Numerical Analysis and Experimental Study on Immersive Heat Sinks with Copper Foam

Abstract

To deal with the heat transfer problem of CPU with high heat flux, porous metal structure combined with immersion cooling technology is one of the promising solutions. In this work, two types of immersive heat sink made of copper foam were proposed, i.e., groove-type heat sink and laminated-type structure heat sink. Novec7100 is used as a working fluid. Multi-scale simulation is applied to establish geometric model of porous medium. The COMSOL is used for the fluid-structure coupling heat transfer module to conduct a macro CFD analysis of the heat sink.
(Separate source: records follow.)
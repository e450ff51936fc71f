//! BPE Converter - replays learned merge rules over token id sequences.
//!
//! Encoding must give the same result as applying every merge rule in
//! training order, each rule merging all of its non-overlapping occurrences
//! left to right before the next rule runs. Instead of rescanning the
//! sequence once per rule, candidates sit in a priority queue keyed by
//! `(merge_order, position)` so only pairs that have a rule are visited.
//!
//! A pair formed by a merge is only queued under a rule that comes later
//! than the one just applied; earlier rules have already had their turn.

use std::{
    cmp::Ordering,
    collections::{BinaryHeap, HashMap},
};

use crate::types::{MergeOrder, TokenId, TokenPair};

/// A pair occurrence waiting to be merged under a specific rule.
#[derive(Debug, PartialEq, Eq)]
struct MergeCandidate {
    merge_order: MergeOrder,
    pair: TokenPair,
    /// Index of the left token in the working sequence.
    position: usize,
}

impl PartialOrd for MergeCandidate {
    fn partial_cmp(&self, other: &Self) -> Option<Ordering> {
        Some(self.cmp(other))
    }
}

impl Ord for MergeCandidate {
    // reversed so BinaryHeap pops the lowest (merge_order, position) first
    fn cmp(&self, other: &Self) -> Ordering {
        (other.merge_order, other.position).cmp(&(self.merge_order, self.position))
    }
}

/// Which side of a slot to look for a live neighbour.
#[derive(Debug, Clone, Copy, PartialEq, Eq)]
enum Side {
    Left,
    Right,
}

/// Index of the nearest live slot beside `pos`, skipping consumed ones.
fn live_neighbor(slots: &[Option<TokenId>], pos: usize, side: Side) -> Option<usize> {
    match side {
        Side::Left => slots[..pos].iter().rposition(Option::is_some),
        Side::Right => slots
            .get(pos + 1..)?
            .iter()
            .position(Option::is_some)
            .map(|offset| pos + 1 + offset),
    }
}

/// Merge-rule table over token ids.
///
/// # Example
///
/// ```ignore
/// let converter = BpeConverter::new(vec![((0, 1), 2), ((2, 0), 3)]);
/// assert_eq!(converter.encode(vec![0, 1, 0]), vec![3]);
/// ```
#[derive(Debug, Clone, Default)]
pub(crate) struct BpeConverter {
    /// Maps token pairs to every `(merged_token, merge_order)` registered for
    /// them, in ascending merge order.
    ///
    /// A pair normally has exactly one rule; a loaded merge list may repeat a
    /// pair, and each repeat gets its own turn during replay.
    merges: HashMap<TokenPair, Vec<(TokenId, MergeOrder)>>,
    num_merges: usize,
}

impl BpeConverter {
    /// Creates a converter from merge history.
    ///
    /// # Arguments
    ///
    /// * `merge_history` - Merge rules as `((left_token, right_token), merged_token)`.
    ///   Iteration order is the replay order.
    pub(crate) fn new(merge_history: impl IntoIterator<Item = ((TokenId, TokenId), TokenId)>) -> Self {
        let mut merges: HashMap<TokenPair, Vec<(TokenId, MergeOrder)>> = HashMap::new();
        let mut num_merges = 0;
        for (merge_order, ((left, right), merged)) in merge_history.into_iter().enumerate() {
            merges
                .entry(TokenPair(left, right))
                .or_default()
                .push((merged, merge_order));
            num_merges += 1;
        }
        Self { merges, num_merges }
    }

    /// Applies the merge rules to a token sequence.
    ///
    /// Runs in O(N log N) for N input tokens; the result is never longer
    /// than the input.
    pub(crate) fn encode(&self, tokens: Vec<TokenId>) -> Vec<TokenId> {
        if tokens.len() < 2 || self.merges.is_empty() {
            return tokens;
        }

        let mut queue = BinaryHeap::new();
        for (position, window) in tokens.windows(2).enumerate() {
            let pair = TokenPair(window[0], window[1]);
            if let Some((_, merge_order)) = self.next_rule(pair, None) {
                queue.push(MergeCandidate {
                    merge_order,
                    pair,
                    position,
                });
            }
        }

        // None marks a slot absorbed into the token on its left.
        let mut slots: Vec<Option<TokenId>> = tokens.into_iter().map(Some).collect();

        while let Some(MergeCandidate {
            merge_order,
            pair,
            position,
        }) = queue.pop()
        {
            let Some(left) = slots[position] else {
                continue;
            };
            let Some(right_pos) = live_neighbor(&slots, position, Side::Right) else {
                continue;
            };
            let Some(right) = slots[right_pos] else {
                continue;
            };
            // stale: an earlier merge changed one side of the pair
            if TokenPair(left, right) != pair {
                continue;
            }
            let Some(merged) = self.merged_token(pair, merge_order) else {
                continue;
            };

            slots[position] = Some(merged);
            slots[right_pos] = None;

            for side in [Side::Left, Side::Right] {
                if let Some(candidate) = self.follow_up(&slots, position, merged, merge_order, side) {
                    queue.push(candidate);
                }
            }
        }

        slots.into_iter().flatten().collect()
    }

    /// Returns the total number of merge rules in this converter.
    pub(crate) fn num_merges(&self) -> usize {
        self.num_merges
    }

    /// First rule for `pair` that comes strictly after `after`.
    fn next_rule(&self, pair: TokenPair, after: Option<MergeOrder>) -> Option<(TokenId, MergeOrder)> {
        self.merges.get(&pair)?.iter().copied().find(|&(_, order)| match after {
            Some(after) => order > after,
            None => true,
        })
    }

    fn merged_token(&self, pair: TokenPair, merge_order: MergeOrder) -> Option<TokenId> {
        self.merges
            .get(&pair)?
            .iter()
            .find(|&&(_, order)| order == merge_order)
            .map(|&(tok, _)| tok)
    }

    /// Candidate formed by `merged` at `pos` and its live neighbour on `side`,
    /// restricted to rules later than `after`.
    fn follow_up(
        &self,
        slots: &[Option<TokenId>],
        pos: usize,
        merged: TokenId,
        after: MergeOrder,
        side: Side,
    ) -> Option<MergeCandidate> {
        let other = live_neighbor(slots, pos, side)?;
        let neighbor = slots[other]?;
        let (pair, position) = match side {
            Side::Left => (TokenPair(neighbor, merged), other),
            Side::Right => (TokenPair(merged, neighbor), pos),
        };
        let (_, merge_order) = self.next_rule(pair, Some(after))?;
        Some(MergeCandidate {
            merge_order,
            pair,
            position,
        })
    }
}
The micro and macro effects of heat transfer of the two types of heat sinks are compared, and vital microscopic parameters and structural parameters are proposed to maximize the heat dissipation efficiency and save the space. The simulation results indicate that the better solution is the laminated type heat sink which can control CPU chip temperature below 110°C at 500W without pump drive. To further improve the heat dissipation effect, a pump drive is proposed in the system. The simulation and experiment results show that when inlet velocity reaches 0.03m/s, the system with pump drive can achieve the best heat dissipation effect. The CPU chip at 500W heating power can be cooled down to 65.86°C (experimental data) or 67.1°C（simulation data）